Morning Ethics Warm-Up, 3/16/2020: Zugswang!

Good morning, inmates!

I’ve been reading that social isolation may be deadly. Zugswang!

Last week “ethics zugswangmade a return to Ethics Alarms, and you can expect to read a lot more of it. The chess term describing the dilemma is which the only safe move is to stay still, and staying still is impossible, seems to be applying to increasing numbers of dire situations recently, especially in the ethical sense, in which all choices are unethical.Upon reflection, several posts involved ethics zugswang even when I didn’t use that term. The woman whose student loan debts topped 900,000 dollars is in zugswang. Progressive feminists who use gender-baiting as a partisan weapon are in self-condemned zugswang when political allies use misogynist terms against conservative women.

It’s really fun saying “zugswang,” but I will try to touch on some matters that don’t involve ethics zugswang….like…

1. “Hogan’s Heroes” ethics. I never thought it would happen, but a cable channel is re-running “Hogan’s Heroes” episodes. The very popular Sixties sitcom about POW prison camp and the wacky and inept Nazis running it has been thoroughly excoriated as outrageously tasteless and politically incorrect. My father loved the show because anything that made the Nazis look ridiculous was aces with him. Is it tasteless and offensive to show “Hogan’s Heroes” today?

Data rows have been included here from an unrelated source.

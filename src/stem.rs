//! Porter suffix-stripping stemmer.
//!
//! Reduces an English word to an approximate morphological root by applying
//! five ordered suffix-rewrite steps. The derivational steps (2–4) are
//! data-driven: each is a table of `(suffix, replacement)` rules checked
//! longest-suffix-first, gated on the measure of the remaining stem.
//!
//! The output is a mechanical stem, not a dictionary lemma: `flies` becomes
//! `fli` and `happiness` becomes `happi`. What matters is that inflected
//! variants of the same word collapse to the same stem, deterministically.

/// Step 2 derivational suffixes, longest first. Only the longest matching
/// suffix is considered; if its measure gate fails, no shorter rule applies.
const STEP2_RULES: &[(&str, &str)] = &[
    ("ational", "ate"),
    ("ization", "ize"),
    ("iveness", "ive"),
    ("fulness", "ful"),
    ("ousness", "ous"),
    ("tional", "tion"),
    ("biliti", "ble"),
    ("entli", "ent"),
    ("ousli", "ous"),
    ("ation", "ate"),
    ("alism", "al"),
    ("aliti", "al"),
    ("iviti", "ive"),
    ("enci", "ence"),
    ("anci", "ance"),
    ("izer", "ize"),
    ("alli", "al"),
    ("ator", "ate"),
    ("logi", "log"),
    ("bli", "ble"),
    ("eli", "e"),
];

/// Step 3 derivational suffixes, longest first.
const STEP3_RULES: &[(&str, &str)] = &[
    ("icate", "ic"),
    ("alize", "al"),
    ("iciti", "ic"),
    ("ative", ""),
    ("ical", "ic"),
    ("ness", ""),
    ("ful", ""),
];

/// Step 4 suffixes, stripped outright when the stem measure exceeds 1.
/// `ion` is handled separately because it requires a preceding `s` or `t`.
const STEP4_SUFFIXES: &[&str] = &[
    "ement", "able", "ible", "ance", "ence", "ment", "ant", "ent", "ism", "ate", "iti", "ous",
    "ive", "ize", "al", "er", "ic", "ou",
];

/// Stem a word. Hyphenated compounds are stemmed part-by-part and rejoined;
/// words shorter than three characters (or non-ASCII input) pass through
/// unchanged.
pub fn stem(word: &str) -> String {
    if word.contains('-') {
        return word.split('-').map(stem_word).collect::<Vec<_>>().join("-");
    }
    stem_word(word)
}

fn stem_word(word: &str) -> String {
    if word.len() < 3 || !word.is_ascii() {
        return word.to_string();
    }

    let mut w = word.to_string();
    step_1a(&mut w);
    step_1b(&mut w);
    step_1c(&mut w);
    step_2(&mut w);
    step_3(&mut w);
    step_4(&mut w);
    step_5(&mut w);
    w
}

/// Is the byte at `i` a consonant? `y` counts as a vowel only when the
/// preceding character is a consonant; a leading `y` is a consonant.
fn is_consonant(w: &[u8], i: usize) -> bool {
    match w[i] {
        b'a' | b'e' | b'i' | b'o' | b'u' => false,
        b'y' => i == 0 || !is_consonant(w, i - 1),
        _ => true,
    }
}

/// Porter's measure: the number of vowel-to-consonant transitions, i.e. the
/// count of `VC` pairs after an optional leading consonant run.
fn measure(stem: &str) -> usize {
    let w = stem.as_bytes();
    let mut m = 0;
    let mut prev_vowel = false;
    for i in 0..w.len() {
        let cons = is_consonant(w, i);
        if prev_vowel && cons {
            m += 1;
        }
        prev_vowel = !cons;
    }
    m
}

fn has_vowel(stem: &str) -> bool {
    let w = stem.as_bytes();
    (0..w.len()).any(|i| !is_consonant(w, i))
}

/// Does the word end in a doubled consonant other than `l`, `s`, or `z`?
fn ends_double_consonant(w: &str) -> bool {
    let b = w.as_bytes();
    if b.len() < 2 {
        return false;
    }
    let last = b[b.len() - 1];
    b[b.len() - 2] == last
        && !matches!(
            last,
            b'a' | b'e' | b'i' | b'o' | b'u' | b'y' | b'l' | b's' | b'z'
        )
}

/// The short-word pattern: the whole stem is one consonant run, one vowel,
/// and one final consonant that is not `w`, `x`, or `y`.
fn is_short_cvc(stem: &str) -> bool {
    let b = stem.as_bytes();
    if b.len() < 3 {
        return false;
    }
    if matches!(b[0], b'a' | b'e' | b'i' | b'o' | b'u') {
        return false;
    }
    let last = b[b.len() - 1];
    if matches!(last, b'a' | b'e' | b'i' | b'o' | b'u' | b'w' | b'x' | b'y') {
        return false;
    }
    let vowel = b[b.len() - 2];
    if !matches!(vowel, b'a' | b'e' | b'i' | b'o' | b'u' | b'y') {
        return false;
    }
    // Everything between the leading consonant and the vowel must also be
    // consonant, with y excluded, matching the original pattern.
    b[1..b.len() - 2]
        .iter()
        .all(|c| !matches!(c, b'a' | b'e' | b'i' | b'o' | b'u' | b'y'))
}

/// Plural endings: `sses` -> `ss`, `ies` -> `i`, bare `s` dropped unless
/// preceded by another `s`. Each rule requires a non-empty remaining stem.
fn step_1a(w: &mut String) {
    let b = w.as_bytes();
    if w.ends_with("sses") && w.len() > 4 {
        w.truncate(w.len() - 2);
    } else if w.ends_with("ies") && w.len() > 3 {
        w.truncate(w.len() - 2);
    } else if b[b.len() - 1] == b's' && w.len() > 2 && b[b.len() - 2] != b's' {
        w.pop();
    }
}

/// Past/progressive endings: `eed` -> `ee` when the stem has measure, and
/// `ed`/`ing` removed when the stem contains a vowel, followed by cleanup:
/// `at`/`bl`/`iz` restore an `e`, doubled consonants collapse, and short
/// words regain an `e`.
fn step_1b(w: &mut String) {
    if w.ends_with("eed") {
        if w.len() > 3 && measure(&w[..w.len() - 3]) > 0 {
            w.pop();
        }
        return;
    }

    let stripped = if w.ends_with("ed") && w.len() > 2 {
        Some(w.len() - 2)
    } else if w.ends_with("ing") && w.len() > 3 {
        Some(w.len() - 3)
    } else {
        None
    };

    if let Some(stem_len) = stripped {
        if !has_vowel(&w[..stem_len]) {
            return;
        }
        w.truncate(stem_len);
        if w.ends_with("at") || w.ends_with("bl") || w.ends_with("iz") {
            w.push('e');
        } else if ends_double_consonant(w) {
            w.pop();
        } else if measure(w) == 1 && is_short_cvc(w) {
            w.push('e');
        }
    }
}

/// Trailing `y` -> `i` when the stem before it contains a vowel.
fn step_1c(w: &mut String) {
    if w.ends_with('y') && w.len() > 1 && has_vowel(&w[..w.len() - 1]) {
        w.pop();
        w.push('i');
    }
}

/// Apply the longest matching rule from a `(suffix, replacement)` table,
/// gated on `measure(stem) > 0`. A failed gate consumes the match: no
/// shorter suffix is retried, mirroring the original cascade.
fn apply_rules(w: &mut String, rules: &[(&str, &str)]) {
    for (suffix, replacement) in rules {
        if w.ends_with(suffix) && w.len() > suffix.len() {
            let stem_len = w.len() - suffix.len();
            if measure(&w[..stem_len]) > 0 {
                w.truncate(stem_len);
                w.push_str(replacement);
            }
            return;
        }
    }
}

fn step_2(w: &mut String) {
    apply_rules(w, STEP2_RULES);
}

fn step_3(w: &mut String) {
    apply_rules(w, STEP3_RULES);
}

/// Strip a long derivational suffix when the stem measure exceeds 1.
/// `ion` only counts when preceded by `s` or `t` (the `s`/`t` stays).
fn step_4(w: &mut String) {
    for suffix in STEP4_SUFFIXES {
        if w.ends_with(suffix) && w.len() > suffix.len() {
            let stem_len = w.len() - suffix.len();
            if measure(&w[..stem_len]) > 1 {
                w.truncate(stem_len);
            }
            return;
        }
    }

    if w.ends_with("ion") && w.len() > 3 {
        let stem_len = w.len() - 3;
        let prior = w.as_bytes()[stem_len - 1];
        if (prior == b's' || prior == b't') && measure(&w[..stem_len]) > 1 {
            w.truncate(stem_len);
        }
    }
}

/// Drop a final `e` (measure > 1, or measure == 1 outside the short-word
/// pattern), then collapse a trailing `ll` when the measure exceeds 1.
fn step_5(w: &mut String) {
    if w.ends_with('e') && w.len() > 1 {
        let stem = &w[..w.len() - 1];
        let m = measure(stem);
        if m > 1 || (m == 1 && !is_short_cvc(stem)) {
            w.pop();
        }
    }

    if w.ends_with("ll") && measure(w) > 1 {
        w.pop();
    }
}

#[cfg(test)]
mod tests {
    use super::*;

    #[test]
    fn test_short_words_unchanged() {
        assert_eq!(stem("a"), "a");
        assert_eq!(stem("be"), "be");
        assert_eq!(stem("it"), "it");
    }

    #[test]
    fn test_canonical_pairs() {
        assert_eq!(stem("running"), "run");
        assert_eq!(stem("flies"), "fli");
        assert_eq!(stem("happiness"), "happi");
        assert_eq!(stem("agreed"), "agre");
    }

    #[test]
    fn test_plurals() {
        assert_eq!(stem("caresses"), "caress");
        assert_eq!(stem("ponies"), "poni");
        assert_eq!(stem("cats"), "cat");
        // A trailing s is kept when preceded by another s.
        assert_eq!(stem("caress"), "caress");
    }

    #[test]
    fn test_ed_ing_cleanup() {
        // at/bl/iz endings regain an e
        assert_eq!(stem("mated"), "mate");
        assert_eq!(stem("sized"), "size");
        // doubled consonant collapses
        assert_eq!(stem("hopping"), "hop");
        assert_eq!(stem("tanned"), "tan");
        // l, s, z doubles are kept
        assert_eq!(stem("falling"), "fall");
        assert_eq!(stem("hissing"), "hiss");
        // short-word rule restores an e
        assert_eq!(stem("hoping"), "hope");
        // stems without a vowel are untouched
        assert_eq!(stem("sing"), "sing");
    }

    #[test]
    fn test_y_to_i() {
        assert_eq!(stem("happy"), "happi");
        assert_eq!(stem("sky"), "sky");
        assert_eq!(stem("cry"), "cry");
    }

    #[test]
    fn test_derivational_suffixes() {
        assert_eq!(stem("relational"), "relat");
        assert_eq!(stem("conditional"), "condit");
        assert_eq!(stem("organization"), "organ");
        assert_eq!(stem("effectiveness"), "effect");
        assert_eq!(stem("formalize"), "formal");
        assert_eq!(stem("electrical"), "electr");
        assert_eq!(stem("hopefulness"), "hope");
    }

    #[test]
    fn test_long_suffix_stripping() {
        assert_eq!(stem("adjustment"), "adjust");
        assert_eq!(stem("adoption"), "adopt");
        assert_eq!(stem("decisiveness"), "decis");
        assert_eq!(stem("activate"), "activ");
    }

    #[test]
    fn test_final_e_and_ll() {
        assert_eq!(stem("probate"), "probat");
        assert_eq!(stem("rate"), "rate");
        assert_eq!(stem("cease"), "ceas");
        assert_eq!(stem("controll"), "control");
        assert_eq!(stem("roll"), "roll");
    }

    #[test]
    fn test_hyphenated_compounds() {
        assert_eq!(stem("getting-started"), "get-start");
        assert_eq!(stem("machine-learning"), "machin-learn");
    }

    #[test]
    fn test_no_vowel_passthrough() {
        assert_eq!(stem("xyz"), "xyz");
        assert_eq!(stem("bcdf"), "bcdf");
    }

    #[test]
    fn test_deterministic() {
        for word in ["classification", "testing", "deployment", "optimization"] {
            assert_eq!(stem(word), stem(word));
        }
    }

    // Known limitation: Porter stems are not always fixed points. For
    // example stem("agreed") == "agre" but stem("agre") == "agr", because
    // the final-e rule fires again on the already-reduced form. The words
    // below are representative of the common case, which is idempotent.
    #[test]
    fn test_idempotent_common_cases() {
        for word in [
            "running",
            "flies",
            "happiness",
            "classification",
            "testing",
            "document",
            "optimization",
            "software",
            "indexes",
            "architecture",
            "programming",
        ] {
            let once = stem(word);
            assert_eq!(stem(&once), once, "stem not idempotent for {}", word);
        }
    }
}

It was clearly satire, in the same spirit as Larry, Moe and Curly playing Hitler and cronies, or Charley Chaplin in “The Great Dictator”—or, to pick a recent example, the child’s view of Hitler as an imaginary friend in “Jo-Jo Rabbit.” The show obviously took its inspiration from “The Great Escape,” of which it is virtually a parody (without the executions, of course.) WW II vets like my father were accustomed to the Nazis being ridiculed and trivialized in the process. In an age that has seen the Holocaust Museum’s exhibits and widely distributed documentaries about the full barbarity of Nazi Germany, the satire may no longer work.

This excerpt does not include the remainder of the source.